在144例完成随访的患者中,对连续24例进行术后CT检查,评估喙突移植物螺钉定位的准确性。在轴位图像上,若移植物外侧缘位于肩胛盂关节面外侧≤1mm或内侧≤4mm范围内,则认为移植物与肩胛盂平齐。结果显示,83%的病例中移植物与肩胛盂平齐;所有患者的移植物60%以上位于肩胛盂赤道下方。在24例患者中,20例移植物在轴位上与肩胛盂平齐,2例移植物侧向突出1mm,2例移植物向内移位1mm。

讨论

临床研究与生物力学研究均表明,开放性Latarjet手术在维持盂肱关节稳定性方面疗效稳定。近年文献显示,与Bankart修复术相比,Latarjet手术疗效更优,长期并发症发生率更低或相当。

Hovelius等对118例患者进行前瞻性研究,随访15年结果显示,Latarjet手术复发率仅3.4%,成功率达98%;Mizuno等对68例Latarjet手术患者进行长期回顾性分析,平均随访20年,复发率为5.9%;Bhatia等对10项临床研究进行系统分析,发现Latarjet手术术后复发性不稳发生率为0-8%。

Gartsman等报道416例Latarjet手术病例,并发症发生率仅5%,其中13例出现神经并发症,11例在末次随访时症状完全恢复,无神经功能缺损;Shah等对48例肩关节手术患者的研究显示,神经损伤发生率为10%。Vincent等对8项Bankart修复术与Latarjet手术的对比病例系列研究进行系统评价和Meta分析,结果表明Latarjet手术术后再脱位及复发风险更低,且患者Rowe评分更高,外旋功能丧失更少。

喙突移植物在肩胛盂上的精准定位至关重要。尸体生物力学研究显示,喙突移植物过度侧向放置会导致盂肱关节接触压力异常,进而引发盂肱关节炎。Barth等对比了徒手技术与钻导器技术在Latarjet手术中螺钉定位的准确性,结果显示,采用钻导器技术时,85.2%的病例中移植物在肩胛盂下象限与中象限平齐,88.9%的病例中移植物在肩胛盂中象限与下象限平齐,且85.2%的病例中移植物60%以上位于肩胛盂赤道下方。本研究中,83%的病例移植物与肩胛盂平齐,24例患者的移植物均有60%以上位于肩胛盂赤道下方,结果与钻导器技术相当。

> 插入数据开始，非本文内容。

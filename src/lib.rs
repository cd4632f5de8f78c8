//! Streaming validation and aggregation of bioreactor sensor readings.
//!
//! Raw records arrive in batches from a [`SourceReader`] (local JSONL file,
//! paginated HTTP API or S3-compatible object). The [`Aggregator`] validates
//! each record and keeps running per-sensor statistics: average pH, number of
//! temperature anomalies and the most recent reading timestamp. The
//! [`pipeline`] module wires the two together in batch or streaming mode, and
//! [`routes`] exposes the pipeline over HTTP.
//!
//! Modules follow the Explicit Module Boundary Pattern (EMBP): siblings only
//! reach each other through the re-exports below.

pub mod aggregator;
pub mod config;
pub mod error;
pub mod ingestion;
pub mod models;
pub mod pipeline;
pub mod routes;
pub mod validation;

pub use aggregator::{summarize, Aggregator, SensorState, TIMESTAMP_FORMAT};
pub use config::{Config, IngestConfig};
pub use error::{SourceError, SourceResult};
pub use ingestion::{detect_source_kind, SourceKind, SourceReader};
pub use models::{Batch, RawRecord, Reading, SensorSummary, Snapshot};
pub use pipeline::{process_pipeline, process_pipeline_streaming, SnapshotStream};
pub use validation::{filter_chunk, validate_reading};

徒手技术还具有多项优势:可根据移植物尺寸调整螺钉直径(钻导器技术无法实现);钻第二个螺钉孔时可重新调整移植物位置;对于肩胛盂侧骨缺损严重的患者,可灵活调整钻孔方向。该技术的主要缺点是,术者在从移植物获取到定位的每一步中,均需用直尺和卡尺测量,初期操作可能较为繁琐,但该技术易于掌握。

结论

对于复发性肩关节前向不稳患者,采用徒手技术实施开放性Latarjet手术可获得良好的功能疗效与影像学效果。如本文技术要点所述,通过精准测量移植物尺寸、准确定位移植物及肩胛盂上的螺钉进针点,可有效避免移植物位置异常。